> **YOUR INSTRUCTIONS**
Return, from the lines below, each one that includes the word "services".

> **INFORMATION SUPPLIED**

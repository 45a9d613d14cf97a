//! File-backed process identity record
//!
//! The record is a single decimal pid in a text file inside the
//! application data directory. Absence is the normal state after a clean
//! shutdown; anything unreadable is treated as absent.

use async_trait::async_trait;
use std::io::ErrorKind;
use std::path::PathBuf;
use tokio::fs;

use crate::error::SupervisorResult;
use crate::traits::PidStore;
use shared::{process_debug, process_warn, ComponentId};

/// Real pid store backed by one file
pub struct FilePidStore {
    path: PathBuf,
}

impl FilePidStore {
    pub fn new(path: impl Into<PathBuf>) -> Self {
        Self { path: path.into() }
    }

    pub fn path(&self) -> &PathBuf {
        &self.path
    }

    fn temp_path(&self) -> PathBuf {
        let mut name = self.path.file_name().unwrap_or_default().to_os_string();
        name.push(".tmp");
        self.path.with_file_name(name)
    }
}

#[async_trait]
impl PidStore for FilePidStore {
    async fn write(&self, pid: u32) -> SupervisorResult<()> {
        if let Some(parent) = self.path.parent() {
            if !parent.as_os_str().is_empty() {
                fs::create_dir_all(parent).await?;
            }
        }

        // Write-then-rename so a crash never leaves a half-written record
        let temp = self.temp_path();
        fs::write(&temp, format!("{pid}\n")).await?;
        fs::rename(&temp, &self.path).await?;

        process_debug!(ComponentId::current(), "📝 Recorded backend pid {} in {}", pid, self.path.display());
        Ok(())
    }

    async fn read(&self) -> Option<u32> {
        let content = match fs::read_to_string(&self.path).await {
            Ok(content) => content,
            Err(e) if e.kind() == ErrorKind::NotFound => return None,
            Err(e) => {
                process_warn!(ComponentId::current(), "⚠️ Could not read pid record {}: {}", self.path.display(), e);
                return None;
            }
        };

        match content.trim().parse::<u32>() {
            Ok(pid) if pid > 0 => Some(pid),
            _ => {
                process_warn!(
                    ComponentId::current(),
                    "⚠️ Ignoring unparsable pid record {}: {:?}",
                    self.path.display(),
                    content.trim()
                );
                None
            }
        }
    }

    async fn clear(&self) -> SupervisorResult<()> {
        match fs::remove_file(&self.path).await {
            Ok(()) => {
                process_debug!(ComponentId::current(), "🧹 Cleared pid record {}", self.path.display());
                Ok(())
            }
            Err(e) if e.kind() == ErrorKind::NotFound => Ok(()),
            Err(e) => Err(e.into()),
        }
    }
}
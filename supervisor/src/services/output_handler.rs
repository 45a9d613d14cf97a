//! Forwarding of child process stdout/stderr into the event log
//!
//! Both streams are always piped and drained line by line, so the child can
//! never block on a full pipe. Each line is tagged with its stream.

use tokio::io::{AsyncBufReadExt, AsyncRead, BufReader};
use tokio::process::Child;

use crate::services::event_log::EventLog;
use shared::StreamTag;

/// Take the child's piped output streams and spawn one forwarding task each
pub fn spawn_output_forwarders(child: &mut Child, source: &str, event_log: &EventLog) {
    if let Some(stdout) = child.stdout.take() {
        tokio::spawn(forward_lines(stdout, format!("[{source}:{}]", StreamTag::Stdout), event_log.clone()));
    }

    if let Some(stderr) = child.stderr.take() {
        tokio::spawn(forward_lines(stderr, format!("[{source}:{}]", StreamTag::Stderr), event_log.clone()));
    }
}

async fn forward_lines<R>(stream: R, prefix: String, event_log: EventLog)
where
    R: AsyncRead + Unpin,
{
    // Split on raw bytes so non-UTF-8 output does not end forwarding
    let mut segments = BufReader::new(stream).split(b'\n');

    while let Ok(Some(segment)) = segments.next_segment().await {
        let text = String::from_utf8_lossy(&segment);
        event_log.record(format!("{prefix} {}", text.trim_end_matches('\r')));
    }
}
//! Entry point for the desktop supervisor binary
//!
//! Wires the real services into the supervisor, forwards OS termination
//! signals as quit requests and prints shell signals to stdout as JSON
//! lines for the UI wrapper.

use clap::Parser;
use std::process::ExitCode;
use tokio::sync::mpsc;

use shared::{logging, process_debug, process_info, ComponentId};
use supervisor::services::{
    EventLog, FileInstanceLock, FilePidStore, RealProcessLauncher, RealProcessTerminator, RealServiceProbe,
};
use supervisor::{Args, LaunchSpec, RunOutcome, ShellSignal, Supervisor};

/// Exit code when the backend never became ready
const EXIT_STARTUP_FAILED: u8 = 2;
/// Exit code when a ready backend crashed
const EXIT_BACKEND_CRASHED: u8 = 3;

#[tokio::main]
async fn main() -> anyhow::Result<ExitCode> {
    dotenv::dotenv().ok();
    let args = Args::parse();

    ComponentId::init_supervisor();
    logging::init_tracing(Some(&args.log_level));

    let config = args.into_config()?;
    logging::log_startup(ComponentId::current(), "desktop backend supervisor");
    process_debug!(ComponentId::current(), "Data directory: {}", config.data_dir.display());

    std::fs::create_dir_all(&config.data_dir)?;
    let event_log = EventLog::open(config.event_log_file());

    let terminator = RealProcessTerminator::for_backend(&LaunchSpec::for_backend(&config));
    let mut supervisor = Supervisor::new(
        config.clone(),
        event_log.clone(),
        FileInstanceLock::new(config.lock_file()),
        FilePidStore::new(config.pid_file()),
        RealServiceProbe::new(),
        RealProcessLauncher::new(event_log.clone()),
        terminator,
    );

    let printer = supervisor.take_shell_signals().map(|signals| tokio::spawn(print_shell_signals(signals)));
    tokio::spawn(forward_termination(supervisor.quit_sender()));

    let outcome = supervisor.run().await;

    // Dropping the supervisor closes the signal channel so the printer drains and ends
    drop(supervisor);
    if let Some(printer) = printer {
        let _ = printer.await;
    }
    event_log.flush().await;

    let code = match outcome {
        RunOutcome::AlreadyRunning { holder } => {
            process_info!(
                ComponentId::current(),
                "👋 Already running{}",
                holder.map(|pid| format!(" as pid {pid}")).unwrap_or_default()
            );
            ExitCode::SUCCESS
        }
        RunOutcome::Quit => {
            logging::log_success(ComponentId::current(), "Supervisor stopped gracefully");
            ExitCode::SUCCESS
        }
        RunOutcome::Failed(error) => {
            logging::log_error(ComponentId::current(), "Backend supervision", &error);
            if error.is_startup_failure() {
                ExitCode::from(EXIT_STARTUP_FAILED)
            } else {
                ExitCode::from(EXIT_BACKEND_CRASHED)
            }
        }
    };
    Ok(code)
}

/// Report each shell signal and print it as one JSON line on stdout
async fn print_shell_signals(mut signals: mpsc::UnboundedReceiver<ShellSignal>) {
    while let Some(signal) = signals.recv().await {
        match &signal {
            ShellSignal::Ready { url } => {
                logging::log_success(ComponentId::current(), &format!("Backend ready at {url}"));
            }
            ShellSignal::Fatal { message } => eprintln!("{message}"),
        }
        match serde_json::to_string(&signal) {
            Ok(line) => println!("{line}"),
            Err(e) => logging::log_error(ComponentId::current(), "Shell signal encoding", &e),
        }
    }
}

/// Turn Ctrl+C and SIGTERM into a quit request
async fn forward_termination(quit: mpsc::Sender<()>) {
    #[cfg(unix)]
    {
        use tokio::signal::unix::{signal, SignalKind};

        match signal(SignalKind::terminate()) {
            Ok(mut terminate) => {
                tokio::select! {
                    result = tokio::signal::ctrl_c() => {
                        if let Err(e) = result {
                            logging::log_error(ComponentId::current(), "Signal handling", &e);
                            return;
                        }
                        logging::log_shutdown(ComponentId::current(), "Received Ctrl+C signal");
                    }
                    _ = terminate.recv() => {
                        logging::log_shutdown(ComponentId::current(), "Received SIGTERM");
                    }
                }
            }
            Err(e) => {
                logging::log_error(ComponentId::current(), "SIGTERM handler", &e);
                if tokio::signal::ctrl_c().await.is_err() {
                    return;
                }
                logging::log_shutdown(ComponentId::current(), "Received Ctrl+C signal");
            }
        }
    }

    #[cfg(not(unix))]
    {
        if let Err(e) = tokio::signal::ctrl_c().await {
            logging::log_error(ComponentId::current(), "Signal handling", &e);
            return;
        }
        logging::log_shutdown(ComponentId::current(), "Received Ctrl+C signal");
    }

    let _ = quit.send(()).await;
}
==
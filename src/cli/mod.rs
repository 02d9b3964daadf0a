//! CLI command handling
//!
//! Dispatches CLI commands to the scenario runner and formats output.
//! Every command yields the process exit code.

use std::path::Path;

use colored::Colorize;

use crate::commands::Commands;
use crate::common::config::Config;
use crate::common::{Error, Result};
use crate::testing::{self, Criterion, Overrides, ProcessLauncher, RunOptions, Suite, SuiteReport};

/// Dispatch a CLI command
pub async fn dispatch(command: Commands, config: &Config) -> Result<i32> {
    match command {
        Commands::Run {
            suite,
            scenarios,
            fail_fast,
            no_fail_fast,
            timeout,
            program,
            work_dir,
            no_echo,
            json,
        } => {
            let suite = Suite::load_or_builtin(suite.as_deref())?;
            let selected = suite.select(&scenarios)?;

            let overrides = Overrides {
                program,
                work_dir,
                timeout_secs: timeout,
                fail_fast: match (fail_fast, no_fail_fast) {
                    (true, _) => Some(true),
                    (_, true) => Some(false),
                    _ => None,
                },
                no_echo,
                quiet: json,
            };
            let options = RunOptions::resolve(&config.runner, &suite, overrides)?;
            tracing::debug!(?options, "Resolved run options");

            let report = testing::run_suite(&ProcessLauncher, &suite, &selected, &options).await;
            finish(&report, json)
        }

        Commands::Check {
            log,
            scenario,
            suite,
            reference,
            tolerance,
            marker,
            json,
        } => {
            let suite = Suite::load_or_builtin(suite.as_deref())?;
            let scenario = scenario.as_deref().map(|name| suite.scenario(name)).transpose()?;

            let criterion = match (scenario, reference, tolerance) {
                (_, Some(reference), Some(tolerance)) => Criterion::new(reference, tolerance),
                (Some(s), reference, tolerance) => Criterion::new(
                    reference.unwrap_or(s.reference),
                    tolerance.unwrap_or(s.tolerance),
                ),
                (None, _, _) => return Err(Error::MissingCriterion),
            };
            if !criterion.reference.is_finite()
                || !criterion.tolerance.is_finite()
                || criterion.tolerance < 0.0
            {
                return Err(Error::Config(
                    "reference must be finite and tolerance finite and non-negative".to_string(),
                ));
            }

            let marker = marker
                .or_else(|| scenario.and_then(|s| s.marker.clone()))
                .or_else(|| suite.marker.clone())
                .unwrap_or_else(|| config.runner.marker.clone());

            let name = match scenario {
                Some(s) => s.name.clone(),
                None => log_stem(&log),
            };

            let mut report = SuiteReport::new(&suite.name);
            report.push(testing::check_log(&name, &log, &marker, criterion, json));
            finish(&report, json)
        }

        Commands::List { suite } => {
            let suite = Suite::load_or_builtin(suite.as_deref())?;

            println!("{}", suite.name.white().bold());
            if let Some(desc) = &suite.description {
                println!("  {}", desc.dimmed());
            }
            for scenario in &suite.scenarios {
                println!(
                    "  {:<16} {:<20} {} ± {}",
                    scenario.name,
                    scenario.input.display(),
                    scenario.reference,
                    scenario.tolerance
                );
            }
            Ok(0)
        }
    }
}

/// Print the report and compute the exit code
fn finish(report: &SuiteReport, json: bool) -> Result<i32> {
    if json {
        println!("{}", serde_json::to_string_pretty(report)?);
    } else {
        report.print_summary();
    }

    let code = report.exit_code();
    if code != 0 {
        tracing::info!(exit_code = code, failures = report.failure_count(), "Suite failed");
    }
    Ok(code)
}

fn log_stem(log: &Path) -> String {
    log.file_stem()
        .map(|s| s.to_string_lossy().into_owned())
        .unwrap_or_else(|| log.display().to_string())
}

> **EXERCISE ANSWER**
filename supervisor/src/services/output_handler.rs
use crate::services::event_log::EventLog;
//! Wires the real services into the supervisor, forwards OS termination
use supervisor::services::{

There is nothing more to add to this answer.